3) A importância do papel das empresas
Odaice vem atuando como consultora no enfrentamento aos distúrbios de saúde mental junto a diversas empresas e vê como muito positivo o fato de que elas estejam se empenhando em mapear e agir contra os malefícios da pandemia no campo pessoal de seus empregados. Já são incontáveis os webinars que participou. Ela conta que
“foi nas empresas que surgiram os primeiros movimentos de resposta aos problemas. Muitas perceberam logo de início o que estava acontecendo e agiram. Outras vieram em seguida e são cada vez mais empenhadas em entender e aliviar o estresse, além de se colocar como suporte ao funcionário, abordando temas muito importantes como alimentação, atividades físicas, sintomas, relacionamentos e outros mais”.
4) Um futuro de legados e desafios
Impossível prever o que virá pela frente ou até quando a realidade pandêmica irá se impor.
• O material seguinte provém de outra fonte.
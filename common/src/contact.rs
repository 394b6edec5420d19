use std::{fmt::Display, sync::LazyLock};

use regex::Regex;

pub const PENDING_LABEL: &str = "Sending...";
pub const SUCCESS_MESSAGE: &str = "Thank you! Your message has been sent successfully.";

// local-part@domain.tld with no whitespace and a single @
pub const EMAIL_REGEX: &str = r"^[^\s@]+@[^\s@]+\.[^\s@]+$";

static EMAIL: LazyLock<Regex> =
    LazyLock::new(|| Regex::new(EMAIL_REGEX).expect("email pattern is a valid regex"));

#[derive(Clone, Copy, Debug, Eq, Hash, PartialEq)]
pub enum ContactField {
    Name,
    Email,
    Subject,
    Message,
}

impl ContactField {
    pub const ALL: [ContactField; 4] = [
        ContactField::Name,
        ContactField::Email,
        ContactField::Subject,
        ContactField::Message,
    ];

    // the form control name attribute
    pub fn name(self) -> &'static str {
        match self {
            Self::Name => "name",
            Self::Email => "email",
            Self::Subject => "subject",
            Self::Message => "message",
        }
    }
}

#[derive(Clone, Copy, Debug, Eq, PartialEq)]
pub enum ValidationError {
    MissingField(ContactField),
    InvalidEmail,
}

// these are shown to the user verbatim
impl Display for ValidationError {
    fn fmt(&self, f: &mut std::fmt::Formatter<'_>) -> std::fmt::Result {
        match self {
            Self::MissingField(_) => write!(f, "Please fill in all fields."),
            Self::InvalidEmail => write!(f, "Please enter a valid email address."),
        }
    }
}

impl std::error::Error for ValidationError {}

#[derive(Clone, Debug, Default, Eq, PartialEq)]
pub struct ContactForm {
    pub name: String,
    pub email: String,
    pub subject: String,
    pub message: String,
}

impl ContactForm {
    // build from a lookup over named form controls; absent controls count as empty
    pub fn from_fields<F>(mut get: F) -> Self
    where
        F: FnMut(ContactField) -> Option<String>,
    {
        let mut field = |f| get(f).unwrap_or_default();

        ContactForm {
            name: field(ContactField::Name),
            email: field(ContactField::Email),
            subject: field(ContactField::Subject),
            message: field(ContactField::Message),
        }
    }

    pub fn field(&self, field: ContactField) -> &str {
        match field {
            ContactField::Name => &self.name,
            ContactField::Email => &self.email,
            ContactField::Subject => &self.subject,
            ContactField::Message => &self.message,
        }
    }

    // presence is checked before shape, so an empty email reports the missing field
    pub fn validate(&self) -> Result<(), ValidationError> {
        if let Some(missing) = ContactField::ALL
            .into_iter()
            .find(|f| self.field(*f).is_empty())
        {
            return Err(ValidationError::MissingField(missing));
        }

        if !is_valid_email(&self.email) {
            return Err(ValidationError::InvalidEmail);
        }

        Ok(())
    }
}

pub fn is_valid_email(email: &str) -> bool {
    EMAIL.is_match(email)
}

// the submit control while a simulated send is in flight
//
// holds the label to put back once the send completes
#[derive(Clone, Debug, Eq, PartialEq)]
pub struct PendingSubmit {
    original_label: String,
}

impl PendingSubmit {
    pub fn begin(original_label: impl Into<String>) -> Self {
        PendingSubmit {
            original_label: original_label.into(),
        }
    }

    pub fn label(&self) -> &'static str {
        PENDING_LABEL
    }

    pub fn finish(self) -> String {
        self.original_label
    }
}

#[cfg(test)]
mod tests {
    use super::*;

    fn filled() -> ContactForm {
        ContactForm {
            name: "Ada".to_owned(),
            email: "a@b.co".to_owned(),
            subject: "Hello".to_owned(),
            message: "Nice site".to_owned(),
        }
    }

    #[test]
    fn complete_form_passes() {
        assert_eq!(filled().validate(), Ok(()));
    }

    #[test]
    fn empty_message_is_rejected() {
        let form = ContactForm {
            message: String::new(),
            ..filled()
        };

        let err = form.validate().unwrap_err();
        assert_eq!(err, ValidationError::MissingField(ContactField::Message));
        assert_eq!(err.to_string(), "Please fill in all fields.");
    }

    #[test]
    fn malformed_email_is_rejected() {
        let form = ContactForm {
            email: "not-an-email".to_owned(),
            ..filled()
        };

        let err = form.validate().unwrap_err();
        assert_eq!(err, ValidationError::InvalidEmail);
        assert_eq!(err.to_string(), "Please enter a valid email address.");
    }

    #[test]
    fn email_shapes() {
        assert!(is_valid_email("a@b.co"));
        assert!(is_valid_email("first.last+tag@mail.example.org"));

        assert!(!is_valid_email("not-an-email"));
        assert!(!is_valid_email("a@b"));
        assert!(!is_valid_email("a b@c.de"));
        assert!(!is_valid_email("a@@b.co"));
        assert!(!is_valid_email("@b.co"));
    }

    #[test]
    fn missing_controls_count_as_empty() {
        let form = ContactForm::from_fields(|field| match field {
            ContactField::Subject => None,
            other => Some(other.name().to_owned()),
        });

        assert_eq!(form.name, "name");
        assert_eq!(form.subject, "");
        assert_eq!(
            form.validate(),
            Err(ValidationError::MissingField(ContactField::Subject))
        );
    }

    #[test]
    fn pending_submit_restores_label() {
        let pending = PendingSubmit::begin("Send Message");

        assert_eq!(pending.label(), "Sending...");
        assert_eq!(pending.finish(), "Send Message");
    }
}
A atual fotografia é de afrouxamento das restrições e muitas empresas dão os primeiros passos no retorno gradativo aos escritórios. Mas, para Odaice, independente de acontecimentos mais ou menos objetivos, algumas projeções são bastante factíveis e devem estar desde já no radar das organizações.
Tudo de positivo que o home office e outras modalidades de interconexão nos trouxeram, sem dúvida, se tornarão tendência e serão melhor aproveitados pelas empresas em benefícios de seus negócios, pessoas e sociedade. Mas a especialista lembra que “os problemas psicológicos também irão perdurar em um cenário pós-pandemia”.
“A forma como lidamos e superamos tanta dificuldade é essencialmente individual. É muito delicado tratar o tema de forma genérica. Como cada um absorveu e seguirá a vida independe da natureza do que passou, as reações serão múltiplas e todo cuidado será necessário para detecção de quadros de depressão, burnout e outros tantos danos psicológicos”, comenta
5) Liderança Presente
Para Odaice, outro legado será a preocupação legítima e criteriosa das empresas com a saúde emocional de seus funcionários. Muito do sucesso que as empresas irão conseguir nessa missão passa pelo papel de suas lideranças.
“Como disse, os problemas serão fundamentalmente individualizados, portanto, é necessário olhar com atenção para a liderança, que precisa ser trabalhada para aprender a entender os outros, a praticar a empatia, saber o que o outro está passado, tudo muito individual, entendendo as diferenças, olho no olho”.
Independentemente do que o futuro nos reserva, quanto antes as organizações se anteciparem a esses desafios anunciados, maiores são as chances de reduzirmos traumas, aproveitarmos ao máximo o de bom pode ser extraído de tempos tão difíceis e que, finalmente, nos tornemos pessoas e organizações melhores e mais sensíveis ao próximo.